One of the reasons why peanut allergies are of such great concern is that they can cause a severe and potentially life-threatening allergic reaction in sufferers which is known as anaphylaxis. Current medical opinion is that peanut allergy is rarely outgrown and there is no medically approved cure for this condition, which develops early in life.
Medics based at Southampton University (England, UK) have been working within a team of scientific researchers who have recently discovered that introducing peanut into an infant's diet within the first 11 months of life can prevent peanut allergy in those at high risk.

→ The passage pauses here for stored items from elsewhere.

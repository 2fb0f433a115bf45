//! Incremental link database (`.ilk`) signature rewrite.
//!
//! The linker keeps a copy of the PDB signature inside the `.ilk` file it writes
//! next to the image. After the image and PDB are given their deterministic
//! signature, the copy in the `.ilk` would no longer match and the next incremental
//! link would fail; so the helper rewrites the first occurrence opportunistically.
//! The format is otherwise opaque and a missing `.ilk` is simply ignored.

use std::path::Path;

use crate::file::FileMap;

/// Rewrites the first occurrence of `old_signature` in the `.ilk` next to
/// `image_path` with `new_signature`.
///
/// The `.ilk` path is derived by replacing the image's extension. The file not
/// existing (or not being mappable at all) is not an error; an image without
/// incremental link state is the common case.
pub fn patch_ilk(
    image_path: &Path,
    old_signature: &[u8; 16],
    new_signature: &[u8; 16],
    dry_run: bool,
) {
    let ilk_path = image_path.with_extension("ilk");

    let Ok(mut ilk) = FileMap::open(&ilk_path) else {
        return;
    };

    let data = ilk.data_mut();
    let Some(position) = data
        .windows(old_signature.len())
        .position(|window| window == old_signature)
    else {
        return;
    };

    log::info!("Replacing old PDB signature in ILK file");

    if !dry_run {
        data[position..position + new_signature.len()].copy_from_slice(new_signature);
    }
}

#[cfg(test)]
mod tests {
    use super::*;
    use std::fs;

    const OLD: [u8; 16] = [0xAB; 16];
    const NEW: [u8; 16] = *b"0123456789ABCDEF";

    #[test]
    fn replaces_first_occurrence_only() {
        let dir = tempfile::tempdir().unwrap();
        let image = dir.path().join("app.exe");

        let mut contents = vec![0u8; 8];
        contents.extend_from_slice(&OLD);
        contents.extend_from_slice(b"middle");
        contents.extend_from_slice(&OLD);
        fs::write(dir.path().join("app.ilk"), &contents).unwrap();

        patch_ilk(&image, &OLD, &NEW, false);

        let patched = fs::read(dir.path().join("app.ilk")).unwrap();
        assert_eq!(&patched[8..24], &NEW);
        assert_eq!(&patched[30..46], &OLD);
    }

    #[test]
    fn missing_ilk_is_ignored() {
        let dir = tempfile::tempdir().unwrap();
        patch_ilk(&dir.path().join("app.exe"), &OLD, &NEW, false);
    }

    #[test]
    fn dry_run_changes_nothing() {
        let dir = tempfile::tempdir().unwrap();
        let image = dir.path().join("app.exe");

        let mut contents = vec![0u8; 4];
        contents.extend_from_slice(&OLD);
        fs::write(dir.path().join("app.ilk"), &contents).unwrap();

        patch_ilk(&image, &OLD, &NEW, true);

        assert_eq!(fs::read(dir.path().join("app.ilk")).unwrap(), contents);
    }

    #[test]
    fn absent_signature_leaves_file_alone() {
        let dir = tempfile::tempdir().unwrap();
        let image = dir.path().join("app.exe");

        let contents = vec![0x11u8; 64];
        fs::write(dir.path().join("app.ilk"), &contents).unwrap();

        patch_ilk(&image, &OLD, &NEW, false);

        assert_eq!(fs::read(dir.path().join("app.ilk")).unwrap(), contents);
    }
}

The Learning Early About Peanut Allergy (LEAP) study, led by Professor Gideon Lack of King's College London, is the first to show that such consumption is an effective strategy to prevent food allergy. It enrolled 640 children aged between 4 and 11 months old who were considered at high risk of developing peanut allergy due to pre-existing severe eczema and / or egg allergy. Half of the children taking part in the study were asked to eat peanut-containing foods three or more times a week while the other half were asked to avoid eating peanut until five years of age.
The findings of the LEAP study were that less than 1% of children who consumed peanut and completed the study developed peanut allergy by five years of age, wheras 17.3% of the children in the avoidance group did develop a peanut allergy.

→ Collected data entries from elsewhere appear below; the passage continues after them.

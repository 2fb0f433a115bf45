//! PE/PE+ on-disk layout: magic values, field offsets and record sizes.
//!
//! The rewriter patches header fields in place, so what it needs from the format is not
//! a parsed object graph but the *file offsets* of individual fields. This module names
//! those offsets once; [`crate::pe::PeFile`] does the arithmetic.
//!
//! # Reference
//! - Microsoft PE/COFF Specification
//! - <http://www.debuginfo.com/articles/debuginfomatch.html> (CodeView record)

/// `IMAGE_DOS_HEADER.e_magic`, the `MZ` signature.
pub const DOS_SIGNATURE: u16 = 0x5A4D;

/// Offset of `e_lfanew` within the DOS header.
pub const DOS_LFANEW_OFFSET: usize = 60;

/// Size of the DOS header.
pub const DOS_HEADER_SIZE: usize = 64;

/// The 32-bit `"PE\0\0"` signature preceding the file header.
pub const PE_SIGNATURE: u32 = 0x0000_4550;

/// Size of `IMAGE_FILE_HEADER`.
pub const FILE_HEADER_SIZE: usize = 20;

/// Offset of `NumberOfSections` within the file header.
pub const FILE_HEADER_NUM_SECTIONS: usize = 2;

/// Offset of `TimeDateStamp` within the file header.
pub const FILE_HEADER_TIMESTAMP: usize = 4;

/// Offset of `SizeOfOptionalHeader` within the file header.
pub const FILE_HEADER_OPTIONAL_SIZE: usize = 16;

/// `IMAGE_OPTIONAL_HEADER32.Magic`.
pub const OPTIONAL_MAGIC_PE32: u16 = 0x10B;

/// `IMAGE_OPTIONAL_HEADER64.Magic`.
pub const OPTIONAL_MAGIC_PE32_PLUS: u16 = 0x20B;

/// Full size of the 32-bit optional header, data directories included.
pub const OPTIONAL_HEADER32_SIZE: usize = 224;

/// Full size of the 64-bit optional header, data directories included.
pub const OPTIONAL_HEADER64_SIZE: usize = 240;

/// Offset of `CheckSum` within the optional header. Identical for both dialects; the
/// layouts only diverge after `SizeOfStackReserve`.
pub const OPTIONAL_CHECKSUM_OFFSET: usize = 64;

/// Offset of the data directory array within the 32-bit optional header.
pub const OPTIONAL_HEADER32_DIRECTORIES: usize = 96;

/// Offset of the data directory array within the 64-bit optional header.
pub const OPTIONAL_HEADER64_DIRECTORIES: usize = 112;

/// Size of one `IMAGE_DATA_DIRECTORY` entry (`VirtualAddress`, `Size`).
pub const DATA_DIRECTORY_SIZE: usize = 8;

/// Data directory index of `IMAGE_EXPORT_DIRECTORY`.
pub const DIRECTORY_ENTRY_EXPORT: usize = 0;

/// Data directory index of `IMAGE_RESOURCE_DIRECTORY`.
pub const DIRECTORY_ENTRY_RESOURCE: usize = 2;

/// Data directory index of the debug directory.
pub const DIRECTORY_ENTRY_DEBUG: usize = 6;

/// Size of `IMAGE_EXPORT_DIRECTORY`.
pub const EXPORT_DIRECTORY_SIZE: usize = 40;

/// Size of `IMAGE_RESOURCE_DIRECTORY`.
pub const RESOURCE_DIRECTORY_SIZE: usize = 16;

/// Size of one `IMAGE_DEBUG_DIRECTORY` entry.
pub const DEBUG_DIRECTORY_SIZE: usize = 28;

/// Offset of `TimeDateStamp` within a debug directory entry.
pub const DEBUG_DIRECTORY_TIMESTAMP: usize = 4;

/// Offset of `Type` within a debug directory entry.
pub const DEBUG_DIRECTORY_TYPE: usize = 12;

/// Offset of `PointerToRawData` within a debug directory entry.
pub const DEBUG_DIRECTORY_RAW_POINTER: usize = 24;

/// `IMAGE_DEBUG_TYPE_CODEVIEW`.
pub const DEBUG_TYPE_CODEVIEW: u32 = 2;

/// Size of one `IMAGE_SECTION_HEADER`.
pub const SECTION_HEADER_SIZE: usize = 40;

/// Offset of `VirtualSize` within a section header.
pub const SECTION_VIRTUAL_SIZE: usize = 8;

/// Offset of `VirtualAddress` within a section header.
pub const SECTION_VIRTUAL_ADDRESS: usize = 12;

/// Offset of `PointerToRawData` within a section header.
pub const SECTION_RAW_POINTER: usize = 20;

/// `CV_INFO_PDB70.CvSignature`, reads `RSDS` in memory.
pub const CV_INFO_SIGNATURE_PDB70: u32 = 0x5344_5352;

/// Minimum size of a `CV_INFO_PDB70` record: signature, GUID, age, and at least the
/// NUL of the PDB file name.
pub const CV_INFO_PDB70_SIZE: usize = 25;

/// Offset of `Signature` (the 16-byte GUID) within a CodeView record.
pub const CV_INFO_SIGNATURE_OFFSET: usize = 4;

/// Offset of `Age` within a CodeView record.
pub const CV_INFO_AGE_OFFSET: usize = 20;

Prof. Graham Roberts, a professor of allergy and respiratory medicine at Southampton University, said:
" For many years, guidelines and paediatricians have recommended that infants avoid peanut.

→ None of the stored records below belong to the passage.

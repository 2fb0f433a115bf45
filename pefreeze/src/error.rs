use thiserror::Error;

macro_rules! invalid_image {
    ($msg:expr) => {
        crate::Error::InvalidImage($msg.to_string())
    };

    ($fmt:expr, $($arg:tt)*) => {
        crate::Error::InvalidImage(format!($fmt, $($arg)*))
    };
}

macro_rules! invalid_msf {
    ($msg:expr) => {
        crate::Error::InvalidMsf($msg.to_string())
    };

    ($fmt:expr, $($arg:tt)*) => {
        crate::Error::InvalidMsf(format!($fmt, $($arg)*))
    };
}

macro_rules! invalid_pdb {
    ($msg:expr) => {
        crate::Error::InvalidPdb($msg.to_string())
    };

    ($fmt:expr, $($arg:tt)*) => {
        crate::Error::InvalidPdb(format!($fmt, $($arg)*))
    };
}

/// The generic Error type, which provides coverage for all errors this library can potentially
/// return.
///
/// Three of the variants correspond to the three file formats the rewriter touches; each
/// carries a short human-readable cause. I/O errors from the filesystem are surfaced
/// unchanged through [`Error::FileError`].
///
/// No error is recovered inside the library. Every parsing function fails fast on the
/// first inconsistency and the failure propagates to the driver, which aborts the run
/// with the original PDB untouched on disk.
#[derive(Error, Debug)]
pub enum Error {
    /// The PE image is malformed or uses an unsupported variant.
    #[error("Invalid image ({0})")]
    InvalidImage(String),

    /// The MSF container is malformed.
    #[error("Invalid MSF ({0})")]
    InvalidMsf(String),

    /// A PDB substream is malformed, or the PDB does not belong to the PE being patched.
    #[error("Invalid PDB ({0})")]
    InvalidPdb(String),

    /// File I/O error.
    ///
    /// Wraps standard I/O errors that can occur during file operations
    /// such as reading from disk, permission issues, or filesystem errors.
    #[error("{0}")]
    FileError(#[from] std::io::Error),
}
//! The driver: sequences one `(image, pdb?)` rewrite.
//!
//! In order:
//!
//! 1. Map the image and parse its headers. Since no file sizes change, patching a
//!    shared mapping in place beats copying the file through memory.
//! 2. Enumerate patch locations without writing anything; a parse failure part-way
//!    through must not leave a half-patched image.
//! 3. Sort the patches and compute the gap checksum, which becomes the
//!    deterministic PDB signature on both sides of the pairing.
//! 4. Rewrite the PDB into `<pdb>.tmp`.
//! 5. Apply the image patches, then rename the temp PDB over the original. The
//!    rename is the single commit point: any failure before it leaves the original
//!    PDB untouched on disk.
//! 6. Opportunistically rewrite the signature copy in the `.ilk`.
//!
//! Re-running the tool on its own output is a no-op: every patch compares current
//! bytes first and the signature is a function of only the unpatched regions.

use std::{
    ffi::OsString,
    fs,
    path::{Path, PathBuf},
};

use uguid::Guid;

use crate::{
    file::{self, FileMap},
    ilk,
    msf::MsfFile,
    patches::PatchSet,
    pdb,
    pe::{CodeViewInfo, PeFile, PDB_SIGNATURE_LABEL, REPRO_TIMESTAMP},
    Result,
};

/// Rewrites `image_path` (and `pdb_path`, when given) to be byte-for-byte
/// reproducible.
///
/// With `dry_run` set, everything is computed and reported but nothing is written:
/// the image stays untouched and the temporary PDB is deleted instead of renamed
/// into place.
///
/// # Errors
/// Returns [`crate::Error::InvalidImage`], [`crate::Error::InvalidMsf`] or
/// [`crate::Error::InvalidPdb`] for malformed inputs or a PE/PDB pair that does not
/// belong together, and [`crate::Error::FileError`] for I/O failures. On error the
/// PDB on disk is always left in its original state.
///
/// # Examples
///
/// ```rust,no_run
/// use std::path::Path;
///
/// pefreeze::patch_image(Path::new("app.exe"), Some(Path::new("app.pdb")), false)?;
/// # Ok::<(), pefreeze::Error>(())
/// ```
pub fn patch_image(image_path: &Path, pdb_path: Option<&Path>, dry_run: bool) -> Result<()> {
    let mut image = FileMap::open(image_path)?;

    let (patches, codeview, signature) = {
        let data = image.data();
        let pe = PeFile::parse(data)?;

        let mut patches = PatchSet::new();
        let codeview = pe.collect_patches(&mut patches)?;
        patches.sort();

        // The checksum is stored as the PDB signature. It hashes only the regions
        // between the patches, so it is already the value the image will have once
        // they are applied.
        let signature = patches.gap_checksum(data);
        if codeview.is_some() {
            patches.set_bytes(PDB_SIGNATURE_LABEL, &signature);
        }

        (patches, codeview, signature)
    };

    log::debug!("deterministic PDB signature: {}", Guid::from_bytes(signature));

    // The PDB temp file must be complete before the first byte of the image
    // changes, so a PDB-side failure aborts with both files intact.
    let temp_pdb = match pdb_path {
        Some(pdb_path) => Some(write_patched_pdb(
            pdb_path,
            codeview.as_ref(),
            Guid::from_bytes(signature),
        )?),
        None => None,
    };

    patches.apply(image.data_mut(), dry_run);

    if let (Some(temp), Some(pdb_path)) = (temp_pdb, pdb_path) {
        if dry_run {
            fs::remove_file(&temp)?;
        } else if let Err(error) = file::replace_file(&temp, pdb_path) {
            let _ = fs::remove_file(&temp);
            return Err(error);
        }
    }

    // Without this, the next incremental link would fail on a signature mismatch.
    if let Some(cv) = &codeview {
        ilk::patch_ilk(image_path, &cv.signature.to_bytes(), &signature, dry_run);
    }

    Ok(())
}

/// Rewrites the PDB into `<pdb>.tmp` and returns that path. The temp file is
/// removed again if anything fails after it was created.
fn write_patched_pdb(
    pdb_path: &Path,
    codeview: Option<&CodeViewInfo>,
    signature: Guid,
) -> Result<PathBuf> {
    let mut msf = MsfFile::open(fs::File::open(pdb_path)?)?;
    pdb::patch_pdb(&mut msf, codeview, REPRO_TIMESTAMP, signature)?;

    let temp_path = temp_pdb_path(pdb_path);
    let result = fs::File::create(&temp_path)
        .map_err(Into::into)
        .and_then(|mut temp| msf.write(&mut temp));

    if let Err(error) = result {
        let _ = fs::remove_file(&temp_path);
        return Err(error);
    }

    Ok(temp_path)
}

/// `<pdb>.tmp`, next to the original so the final rename stays on one filesystem.
fn temp_pdb_path(pdb_path: &Path) -> PathBuf {
    let mut path = OsString::from(pdb_path.as_os_str());
    path.push(".tmp");
    PathBuf::from(path)
}

#[cfg(test)]
mod tests {
    use super::*;

    #[test]
    fn temp_path_appends_suffix() {
        assert_eq!(
            temp_pdb_path(Path::new("out/app.pdb")),
            PathBuf::from("out/app.pdb.tmp")
        );
    }
}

_ However, this study shows that early, sustained consumption of peanut is safe and results in a substantial and significant reduction in the development of peanut allergy in high-risk infants by five years of age.
_ As a result, this questions whether children should be deliberately avoiding peanut in the first year of life to prevent allergy."
However, the study excluded infants showing early strong signs of having already developed peanut allergy so Professor Lack, head of the department of paediatric allergy at King's College, cautioned that the safety and effectiveness of early peanut consumption in this group remains unknown and requires further study, stating that:
" Parents of infants and young children with eczema and / or egg allergy should consult with an allergist, paediatrician, or their GP prior to feeding them peanut products."
The next stage of work on this project will involve continuing to monitor the children who consumed peanut to see if they remain protected against allergy even if they stop consuming peanut for 12 months. This continuation of the research will help by finding out if it seems that the protection provided against the development of peanut allergy is sustained and not dependent on ongoing peanut ingestion.